Je dois bien l'avouer tout de suite, j'ai ressenti une impression partagée en refermant ce roman. En effet, tout le long de sa lecture, alors que je ne pouvais qu'apprécier le style développé par les deux auteurs, je me suis assez vite rendu compte que je ne comprenais plus rien à ce qui m'était donné à lire. En fait, pas si rapidement car je sais exactement où se situe le point de bascule. En effet, jusqu'à la page 252, j'ai eu l'impression que tout était clair. Pas tout à fait aisé d'appréhension, mais plutôt agréable à lire et semblant suivre un arc narratif à la fois complexe et tout de même linéaire. Bref, les ingrédients habituels d'une lecture exigeante telle que je peux les apprécier. Et puis, la page suivante, j'ai eu l'impression d'entrer dans un maelström littéraire qui ne semblait alors ne plus avoir qu'un lien plutôt ténu avec ce que j'avais lu dans la première partie. Des noms et des événements précédemment cités se retrouvaient, certes, mais plus j'avançais dans ma lecture, plus le fil qui me raccrochait à la réalité du roman semblait se déliter. Sans jamais se rompre, fort heureusement. C'est sûrement ce qui m'a permis, tout de même, de passer un très bon moment avec cette ALS qui est une entrée pour moi dans l'univers des LL Kloetzer (j'ai aussi CLEER qui m'attend dans ma bibliothèque et je compte bien un jour m'y plonger).

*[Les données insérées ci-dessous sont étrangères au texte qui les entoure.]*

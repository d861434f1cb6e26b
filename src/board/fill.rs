use super::Board;
use crate::Pos2;
use std::str::FromStr;

/// How a fresh board is populated at startup
#[derive(Debug, Clone, Copy, PartialEq, Eq)]
pub enum FillMode {
    Random,
    Alternating,
    All,
    Empty,
    /// Live cells along all four edges, everything else dead
    Border,
}

impl FillMode {
    fn fill_cell<R: rand::Rng>(&self, cell: Pos2, w: i32, h: i32, rng: &mut R) -> bool {
        match self {
            Self::Random => rng.random_bool(0.5),
            Self::Alternating => (cell.x + cell.y) % 2 == 0,
            Self::All => true,
            Self::Empty => false,
            Self::Border => cell.x == 0 || cell.y == 0 || cell.x == w - 1 || cell.y == h - 1,
        }
    }

    pub fn create_board(self, w: i32, h: i32) -> Board {
        self.create_board_with(w, h, &mut rand::rng())
    }

    pub fn create_board_with<R: rand::Rng>(self, w: i32, h: i32, rng: &mut R) -> Board {
        let mut board = Board::new(w, h);
        if self == Self::Empty {
            return board;
        }

        for y in 0..h {
            for x in 0..w {
                if self.fill_cell(Pos2 { x, y }, w, h, rng) {
                    board.set(x, y, true);
                }
            }
        }
        board
    }
}

impl FromStr for FillMode {
    type Err = String;

    fn from_str(s: &str) -> Result<Self, Self::Err> {
        match s {
            "random" => Ok(Self::Random),
            "alternating" => Ok(Self::Alternating),
            "all" => Ok(Self::All),
            "empty" => Ok(Self::Empty),
            "border" => Ok(Self::Border),
            _ => Err(s.to_owned()),
        }
    }
}

/// Well-known patterns that can be stamped onto a board
#[derive(Debug, Clone, Copy, PartialEq, Eq)]
pub enum Pattern {
    Block,
    Blinker,
    Toad,
    /// Moves one cell down-right every 4 generations
    Glider,
    LightweightSpaceship,
    GosperGliderGun,
}

const fn p(x: i32, y: i32) -> Pos2 {
    Pos2 { x, y }
}

const BLOCK: &[Pos2] = &[p(0, 0), p(1, 0), p(0, 1), p(1, 1)];
const BLINKER: &[Pos2] = &[p(0, 0), p(1, 0), p(2, 0)];
const TOAD: &[Pos2] = &[p(1, 0), p(2, 0), p(3, 0), p(0, 1), p(1, 1), p(2, 1)];
const GLIDER: &[Pos2] = &[p(1, 0), p(2, 1), p(0, 2), p(1, 2), p(2, 2)];
#[rustfmt::skip]
const LWSS: &[Pos2] = &[
    p(1, 0), p(4, 0),
    p(0, 1),
    p(0, 2), p(4, 2),
    p(0, 3), p(1, 3), p(2, 3), p(3, 3),
];
#[rustfmt::skip]
const GOSPER_GLIDER_GUN: &[Pos2] = &[
    // left block
    p(0, 4), p(1, 4), p(0, 5), p(1, 5),
    // left ship
    p(10, 4), p(10, 5), p(10, 6),
    p(11, 3), p(11, 7),
    p(12, 2), p(12, 8),
    p(13, 2), p(13, 8),
    p(14, 5),
    p(15, 3), p(15, 7),
    p(16, 4), p(16, 5), p(16, 6),
    p(17, 5),
    // right ship
    p(20, 2), p(20, 3), p(20, 4),
    p(21, 2), p(21, 3), p(21, 4),
    p(22, 1), p(22, 5),
    p(24, 0), p(24, 1), p(24, 5), p(24, 6),
    // right block
    p(34, 2), p(34, 3), p(35, 2), p(35, 3),
];

impl Pattern {
    /// Live cells relative to the pattern's top-left corner
    pub fn cells(self) -> &'static [Pos2] {
        match self {
            Self::Block => BLOCK,
            Self::Blinker => BLINKER,
            Self::Toad => TOAD,
            Self::Glider => GLIDER,
            Self::LightweightSpaceship => LWSS,
            Self::GosperGliderGun => GOSPER_GLIDER_GUN,
        }
    }

    /// Width and height of the pattern's bounding box
    pub fn size(self) -> Pos2 {
        let cells = self.cells();
        Pos2 {
            x: cells.iter().map(|c| c.x).max().unwrap_or(-1) + 1,
            y: cells.iter().map(|c| c.y).max().unwrap_or(-1) + 1,
        }
    }
}

impl FromStr for Pattern {
    type Err = String;

    fn from_str(s: &str) -> Result<Self, Self::Err> {
        match s {
            "block" => Ok(Self::Block),
            "blinker" => Ok(Self::Blinker),
            "toad" => Ok(Self::Toad),
            "glider" => Ok(Self::Glider),
            "lwss" => Ok(Self::LightweightSpaceship),
            "gosper" => Ok(Self::GosperGliderGun),
            _ => Err(s.to_owned()),
        }
    }
}

#[cfg(test)]
mod tests {
    use super::*;

    fn pos(x: i32, y: i32) -> Pos2 {
        Pos2 { x, y }
    }

    #[test]
    fn fill_mode_parses() {
        assert_eq!("border".parse::<FillMode>(), Ok(FillMode::Border));
        assert_eq!("alternating".parse::<FillMode>(), Ok(FillMode::Alternating));
        assert!("checkers".parse::<FillMode>().is_err());
    }

    #[test]
    fn create_board_all_fills_grid() {
        let board = FillMode::All.create_board(3, 2);

        assert_eq!(board.alive_count(), 6);
    }

    #[test]
    fn create_board_empty_is_empty() {
        let board = FillMode::Empty.create_board(5, 4);

        assert_eq!(board.alive_count(), 0);
    }

    #[test]
    fn create_board_alternating_uses_parity() {
        let board = FillMode::Alternating.create_board(3, 3);

        let expected = vec![pos(0, 0), pos(2, 0), pos(1, 1), pos(0, 2), pos(2, 2)];
        assert_eq!(board.iter_alive().collect::<Vec<_>>(), expected);
    }

    #[test]
    fn create_board_border_rings_the_edges() {
        let board = FillMode::Border.create_board(4, 3);

        assert_eq!(board.to_string(), "████\n█..█\n████");
    }

    #[test]
    fn create_board_random_is_within_bounds() {
        let board = FillMode::Random.create_board(4, 3);

        assert!(board.alive_count() <= 12);
        assert!(board.iter_alive().all(|p| p.x < 4 && p.y < 3));
    }

    #[test]
    fn pattern_sizes() {
        assert_eq!(Pattern::Glider.size(), pos(3, 3));
        assert_eq!(Pattern::Blinker.size(), pos(3, 1));
        assert_eq!(Pattern::GosperGliderGun.size(), pos(36, 9));
        assert_eq!(Pattern::GosperGliderGun.cells().len(), 36);
    }

    #[test]
    fn stamp_wraps_around_edges() {
        let mut board = Board::new(5, 5);
        board.stamp(Pattern::Block, pos(4, 4));

        assert_eq!(
            board.iter_alive().collect::<Vec<_>>(),
            vec![pos(0, 0), pos(4, 0), pos(0, 4), pos(4, 4)]
        );
    }
}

ALS est le genre de lecture qui travaille son lecteur longtemps après la dernière ligne lue. Pour preuve, je n'ai vraiment compris le titre que plusieurs jours après avoir fini le roman. Sous ce titre crypté, se cache en effet (peut-être ?) une sorte de clef pour mieux appréhender le personnage principal, celui autour de qui tout le monde (tous les événements issus de l'Evénement, le Satori lui-même) tourne, mais qui se dérobe dès qu'on tente la mise au point. Il échappe même au lecteur, qui ne le perçoit à chaque fois que de façon biaisée ou détournée. En somme, un personnage qu'on n'aperçoit que du coin de l’œil.

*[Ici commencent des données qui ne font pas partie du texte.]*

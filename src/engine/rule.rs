use std::sync::OnceLock;

/// Number of possible live-neighbor counts, `0..=8`
const NEIGHBOR_COUNTS: usize = 9;
/// One row of outcomes for a dead center cell, one for a live one
const ENTRIES: usize = 2 * NEIGHBOR_COUNTS;
type RuleTable = [bool; ENTRIES];

/// Index into the rule table for a cell state and its live-neighbor count
#[inline]
pub(super) fn rule_index(alive: bool, neighbors: u8) -> usize {
    debug_assert!(neighbors <= 8, "more than 8 neighbors: {neighbors}");
    usize::from(alive) * NEIGHBOR_COUNTS + neighbors as usize
}

/// Returns a singleton lookup table for the B3/S23 ruleset
///
/// Equivalent to calling [`generate_rule_table`] once and storing the result
pub(super) fn get_rule_table() -> &'static RuleTable {
    static CELL: OnceLock<RuleTable> = OnceLock::new();
    CELL.get_or_init(generate_rule_table)
}

/// Creates the lookup table for the classic Game of Life ruleset
///
/// Indexed with [`rule_index`]. Returns whether the center cell is alive in
/// the next generation:
/// - a live cell with fewer than 2 live neighbors dies
/// - a live cell with more than 3 live neighbors dies
/// - a live cell with 2 or 3 live neighbors survives
/// - a dead cell with exactly 3 live neighbors is born
pub(super) fn generate_rule_table() -> RuleTable {
    let mut table = [false; ENTRIES];
    for alive in [false, true] {
        for neighbors in 0..=8u8 {
            table[rule_index(alive, neighbors)] = matches!((alive, neighbors), (true, 2) | (_, 3));
        }
    }
    table
}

D'une appréhension pas toujours aisée (surtout dans sa deuxième partie), ASL est donc un roman qui se mérite. Le lecteur doit rester concentré, sous peine d'être largué. Un peu plus encore qu'il ne l'est à la première lecture. Parce que, bien sûr, pour apprécier ce roman à sa juste valeur, il aurait fallu le relire. Je suis persuadé que ça aurait été la meilleure manière de vivre l'expérience qu'il offre mais, malheureusement, je n'ai pas eu ce courage (le premier passage m'ayant déjà pris trop de temps et celui-ci n'est pas extensible à l'infini ; ce qui, vous en conviendrez, est fort regrettable). 

Cela fait bien longtemps que je répète dans ces pages que la collection Lunes d'encre fait un travail formidable car elle propose à ses lecteurs des romans qui sortent de l'ordinaire. Ici encore, Gilles Dumay a su donner sa chance à un livre aussi différent qu'ambitieux. Et si cet Anamnèse de Lady Star n'a pas su totalement combler les attentes que je portais en lui, il n'en reste pas moins qu'il s'agit là d'un excellent roman délivrant une expérience de lecture que je conseille à toutes et à tous de réaliser.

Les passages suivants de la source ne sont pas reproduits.